Ultrasound helps processors to measure food crunchiness

Leading biscuit and crisp manufacturers have been in discussions with Professor Malcolm Povey, a food physicist at Leeds University, about how they...

Leading biscuit and crisp manufacturers have been in discussions with Professor Malcolm Povey, a food physicist at Leeds University, about how they can benefit from a groundbreaking system that measures product crunchiness.

Povey discovered that pulses of ultrasound are released when crunchy food is consumed that tell humans whether or not they like a product. “People have been trying for a long time to measure food sound,” he said, “but they assumed we interpreted crispy sounds acoustically. Instead, the frequency range goes so high that even bats and dolphins cannot hear it.”

He realised that if the ultrasound produced by crunching food could be measured by a microphone, while taste panellists simultaneously rated the crunchiness of food products, then he could detect which ultrasound levels people found acceptable. The microphone could then be used as a texture analysis device.

“This is a cheap way to control quality,” said Povey. “Before now, manufacturers have had to rely on taste panels and consumer complaints to indicate texture alterations, because mechanical testing tends to be expensive, but this new method offers economical testing of large quantities of product.”

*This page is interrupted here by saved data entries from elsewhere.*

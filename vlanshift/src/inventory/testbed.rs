//! Testbed file schema.
//!
//! ```yaml
//! testbed:
//!   name: lab
//!   credentials:
//!     default: { username: admin, password: secret }
//!     enable: { password: enablesecret }
//! devices:
//!   sw1:
//!     os: iosxe
//!     type: switch
//!     role: switch
//!     connections:
//!       ssh: { protocol: ssh, ip: 10.0.0.2, port: 22 }
//! ```

use std::path::Path;

use indexmap::IndexMap;
use secrecy::SecretString;
use serde::{Deserialize, Deserializer};

use crate::error::{InventoryError, Result};
use crate::platform::Platform;

/// A testbed file as written.
#[derive(Debug, Default, Deserialize)]
pub struct Testbed {
    #[serde(default)]
    pub testbed: TestbedInfo,

    #[serde(default)]
    pub devices: IndexMap<String, DeviceEntry>,
}

/// The `testbed:` header.
#[derive(Debug, Default, Deserialize)]
pub struct TestbedInfo {
    #[serde(default)]
    pub name: Option<String>,

    /// Credentials shared by every device, keyed `default` and `enable`.
    #[serde(default)]
    pub credentials: IndexMap<String, CredentialEntry>,
}

#[derive(Debug, Default, Deserialize)]
pub struct CredentialEntry {
    #[serde(default)]
    pub username: Option<String>,

    #[serde(default, deserialize_with = "secret")]
    pub password: Option<SecretString>,
}

/// One device under `devices:`.
#[derive(Debug, Deserialize)]
pub struct DeviceEntry {
    pub os: String,

    #[serde(default, rename = "type")]
    pub device_type: Option<String>,

    #[serde(default)]
    pub role: Option<String>,

    /// Overrides for the testbed credentials.
    #[serde(default)]
    pub credentials: IndexMap<String, CredentialEntry>,

    #[serde(default)]
    pub connections: IndexMap<String, ConnectionEntry>,
}

#[derive(Debug, Default, Deserialize)]
pub struct ConnectionEntry {
    #[serde(default)]
    pub protocol: Option<String>,

    #[serde(default)]
    pub ip: Option<String>,

    #[serde(default)]
    pub port: Option<u16>,
}

fn secret<'de, D: Deserializer<'de>>(deserializer: D) -> std::result::Result<Option<SecretString>, D::Error> {
    Ok(Option::<String>::deserialize(deserializer)?.map(SecretString::from))
}

/// Everything needed to reach and log in to one device.
#[derive(Debug)]
pub struct DeviceSpec {
    pub name: String,

    /// Free-text classification, e.g. `router` or `switch`.
    pub role: String,

    pub device_type: Option<String>,
    pub platform: Platform,
    pub connection: ConnectionSpec,
    pub credentials: Credentials,
}

/// Management connection.
#[derive(Debug, Clone, PartialEq, Eq)]
pub struct ConnectionSpec {
    pub protocol: String,
    pub address: String,
    pub port: u16,
}

#[derive(Debug)]
pub struct Credentials {
    pub username: String,
    pub password: Option<SecretString>,

    /// Secret for `enable`. The login password is used when absent.
    pub enable: Option<SecretString>,
}

impl Testbed {
    pub fn from_yaml_str(text: &str) -> Result<Self> {
        Ok(serde_yaml::from_str(text).map_err(InventoryError::from)?)
    }

    pub fn from_path(path: impl AsRef<Path>) -> Result<Self> {
        let path = path.as_ref();
        let text = std::fs::read_to_string(path).map_err(|source| InventoryError::Read {
            path: path.to_path_buf(),
            source,
        })?;
        Self::from_yaml_str(&text)
    }

    /// Resolve every device, in file order.
    ///
    /// Fails on the first device with no usable connection, no username,
    /// or an `os` this crate has no platform for.
    pub fn device_specs(&self) -> Result<Vec<DeviceSpec>> {
        self.devices
            .iter()
            .map(|(name, entry)| self.resolve(name, entry))
            .collect()
    }

    fn resolve(&self, name: &str, entry: &DeviceEntry) -> Result<DeviceSpec> {
        let platform = entry
            .os
            .parse::<Platform>()
            .map_err(|_| InventoryError::UnsupportedPlatform {
                device: name.to_string(),
                os: entry.os.clone(),
            })?;

        let connection = management_connection(&entry.connections).ok_or_else(|| {
            InventoryError::NoConnection {
                device: name.to_string(),
            }
        })?;

        let shared = &self.testbed.credentials;
        let login = entry
            .credentials
            .get("default")
            .or_else(|| shared.get("default"));
        let username = login
            .and_then(|c| c.username.clone())
            .ok_or_else(|| InventoryError::NoCredentials {
                device: name.to_string(),
            })?;
        let password = login.and_then(|c| c.password.as_ref()).map(copy_secret);
        let enable = entry
            .credentials
            .get("enable")
            .or_else(|| shared.get("enable"))
            .and_then(|c| c.password.as_ref())
            .map(copy_secret);

        let role = entry
            .role
            .clone()
            .or_else(|| entry.device_type.clone())
            .unwrap_or_default();

        Ok(DeviceSpec {
            name: name.to_string(),
            role,
            device_type: entry.device_type.clone(),
            platform,
            connection,
            credentials: Credentials {
                username,
                password,
                enable,
            },
        })
    }
}

/// `connections.ssh`, or the first connection that has an address.
fn management_connection(connections: &IndexMap<String, ConnectionEntry>) -> Option<ConnectionSpec> {
    let (key, entry) = connections
        .get_key_value("ssh")
        .filter(|(_, c)| c.ip.is_some())
        .or_else(|| connections.iter().find(|(_, c)| c.ip.is_some()))?;
    Some(ConnectionSpec {
        protocol: entry.protocol.clone().unwrap_or_else(|| key.clone()),
        address: entry.ip.clone()?,
        port: entry.port.unwrap_or(22),
    })
}

fn copy_secret(secret: &SecretString) -> SecretString {
    use secrecy::ExposeSecret;
    SecretString::from(secret.expose_secret().to_owned())
}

Povey also claimed that his discovery will lead to more accurate product discrimination: “The English only have two words to describe crispy, crunchy texture, whereas the Chinese have 17, so there are obviously many different levels of crunchiness that we can use the ultrasound recordings to pinpoint,” he said. There will also be a reduction in waste because manufacturers will be alerted to texture flaws as soon as they occur and can deal with the matter immediately, he claimed.

Although the system will be useful for day-to-day quality control, Povey said that the equipment would not replace taste panellists: “At the end of the day, humans can change their minds - learn to like or dislike things, so machinery will never completely take over human taste panels, because it needs to be calibrated.”

“Maybe I should have patented the process,” he added, “but in the long run it’s better for the industry that I haven’t, because now everyone can benefit.”